The distance to the supernova of origin can be estimated by relating the amount of iron-60 intercepted as Earth passes through the expanding supernova ejecta. Assuming that the material ejected in a supernova expands uniformly out from its origin as a sphere with surface area 4πr^{2}. The fraction of the material intercepted by the Earth is dependent on its cross-sectional area as it passes through the expanding debris:

$$M_{\text {Fraction intercepted }}=\frac{\pi R_{\text {Earth }}^{2}}{4 \pi r^{2}} M_{e j}$$

where M_{ej} is the mass of ejected material. Assuming the intercepted material is distributed uniformly across the surface of the Earth, the mass surface density (Σ_{ej}) of the supernova ejecta on Earth is:

$$\Sigma_{e j}=\frac{M_{\text {Fraction intercepted }}}{A_{\text {surface,Earth }}}=\frac{M_{e j}}{16 \pi r^2}$$

The number of ^{60}Fe atoms per unit area found on Earth can be estimated if the typical amount of ^{60}Fe ejected from a supernova is known. This can be done by dividing the surface mass density (Σ_{ej}) by the atomic mass of ^{60}Fe.

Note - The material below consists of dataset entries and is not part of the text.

use approx::assert_relative_eq;
use galaxy_shared::class::{LodTable, StellarClass, StellarClassTable, CLASSES};
use galaxy_shared::data::world::{GalaxyWindow, WorldPosition, DISPLAY_SIZE};
use galaxy_shared::query::covering_sectors;
use galaxy_shared::session::{Axis, Direction, ZOOM_STOPS};
use galaxy_shared::{query, Generator, SectorGenerator, ViewerSession};
use std::sync::Arc;

fn window(x: f32, y: f32, z: f32, zoom: f32) -> GalaxyWindow {
	GalaxyWindow::new(WorldPosition::new(x, y, z), zoom)
}

#[test]
fn query_returns_only_stars_inside_the_window() {
	let window = window(50_050.0, 50_050.0, 12_500.0, 100.0);
	let stars = query(&SectorGenerator::default(), &window).unwrap();
	assert!(!stars.is_empty());

	for star in &stars {
		assert!(window.contains(&star.position), "{:?} outside the window", star.position);

		let display = star.display.expect("query results are projected");
		assert!(display.iter().all(|coordinate| (0.0..=DISPLAY_SIZE).contains(coordinate)));
		assert_relative_eq!(display, (star.position - window.min()) * 10.0, max_relative = 1e-3);
	}
}

#[test]
fn query_matches_a_sequential_walk() {
	let window = window(50_050.0, 50_050.0, 12_500.0, 100.0);
	let generator = SectorGenerator::default();

	let expected = covering_sectors(&window)
		.iter()
		.flat_map(|sector| generator.generate_sector(sector, window.zoom_index()))
		.filter(|star| window.contains(&star.position))
		.map(|star| star.projected(&window))
		.collect::<Vec<_>>();

	assert_eq!(query(&generator, &window).unwrap(), expected);
	assert_eq!(query(&generator, &window).unwrap(), expected);
}

#[test]
fn wider_windows_see_everything_narrower_ones_do() {
	let generator = SectorGenerator::default();
	let narrow = query(&generator, &window(50_000.0, 50_000.0, 12_500.0, 100.0)).unwrap();
	let wide = query(&generator, &window(50_000.0, 50_000.0, 12_500.0, 200.0)).unwrap();

	assert!(wide.len() > narrow.len());
	for star in &narrow {
		assert!(wide.iter().any(|other| other.position == star.position && other.class == star.class));
	}
}

#[test]
fn lod_table_limits_the_classes_in_a_query() {
	let lod = LodTable::new([7, 7, 7, 7, 7, 1, 1, 1, 1, 1, 1]);
	let generator = SectorGenerator::new(StellarClassTable::new(CLASSES.to_vec(), lod));

	let stars = query(&generator, &window(50_000.0, 50_000.0, 12_500.0, 100.0)).unwrap();
	assert!(stars.iter().all(|star| matches!(star.class, StellarClass::O | StellarClass::B)));

	let fine = query(&generator, &window(50_000.0, 50_000.0, 12_500.0, 32.0)).unwrap();
	assert!(fine.iter().any(|star| star.class == StellarClass::M));
}

#[test]
fn every_zoom_stop_has_a_bounded_population() {
	const LIMIT: usize = 10_000_000;
	let table = StellarClassTable::default();

	for zoom in ZOOM_STOPS {
		// Misaligned in x and y, the largest sector cover for this zoom
		let window = window(50_050.0, 50_050.0, 12_500.0, zoom);

		let per_sector: u32 = table
			.active_classes(window.zoom_index())
			.iter()
			.map(|spec| *spec.population_bounds().end())
			.sum();
		let worst_case = covering_sectors(&window).len() * per_sector as usize;

		assert!(worst_case <= LIMIT, "zoom {zoom}: up to {worst_case} stars");
	}
}

#[test]
fn session_reuses_results_until_the_view_changes() {
	let mut session: ViewerSession = ViewerSession::default();

	let first = session.stars().unwrap();
	let again = session.stars().unwrap();
	assert!(Arc::ptr_eq(&first, &again));

	session.zoom_out();
	let wider = session.stars().unwrap();
	assert!(!Arc::ptr_eq(&first, &wider));
	assert!(wider.len() > first.len());

	// Returning to the cached view before querying again still hits
	session.step(Axis::Z, Direction::Forward);
	session.step(Axis::Z, Direction::Backward);
	let back = session.stars().unwrap();
	assert!(Arc::ptr_eq(&wider, &back));
	assert_eq!((session.cache().hits(), session.cache().misses()), (2, 2));

	session.step(Axis::Z, Direction::Forward);
	let moved = session.stars().unwrap();
	assert!(!Arc::ptr_eq(&wider, &moved));
	assert_eq!((session.cache().hits(), session.cache().misses()), (2, 3));
}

$$N_{60}=\left(\frac{M_{e j, 60} / m_{60}}{16 \pi r^2}\right)$$

The equation for N^{60} can be rearranged to find the distance to the supernova.

$$r=\sqrt{\frac{M_{e j, 60}}{16 \pi m_{60} N_{60}}}$$

An example calculation for the distance to the supernova point of origin is given below. This calculation uses speculative values for terrestrial ^{60}Fe atom surface density (N_{60} ≈ 4 × 10^{11} atoms/m^{2}) and a rough estimate of the mass of ^{60}Fe ejected by a supernova (10×10^-5 solar mass).

$$\begin{align}
r&=\sqrt{\frac{10^{-5} M_{\odot}}{16 \pi\left(60 m_p\right) N_{60}}} \\
r&=3 \times 10^{18} m=100 p c
\end{align}$$

More sophisticated analyses have been reported that take into consideration the flux and deposition of ^{60}Fe as well as possible interfering background sources.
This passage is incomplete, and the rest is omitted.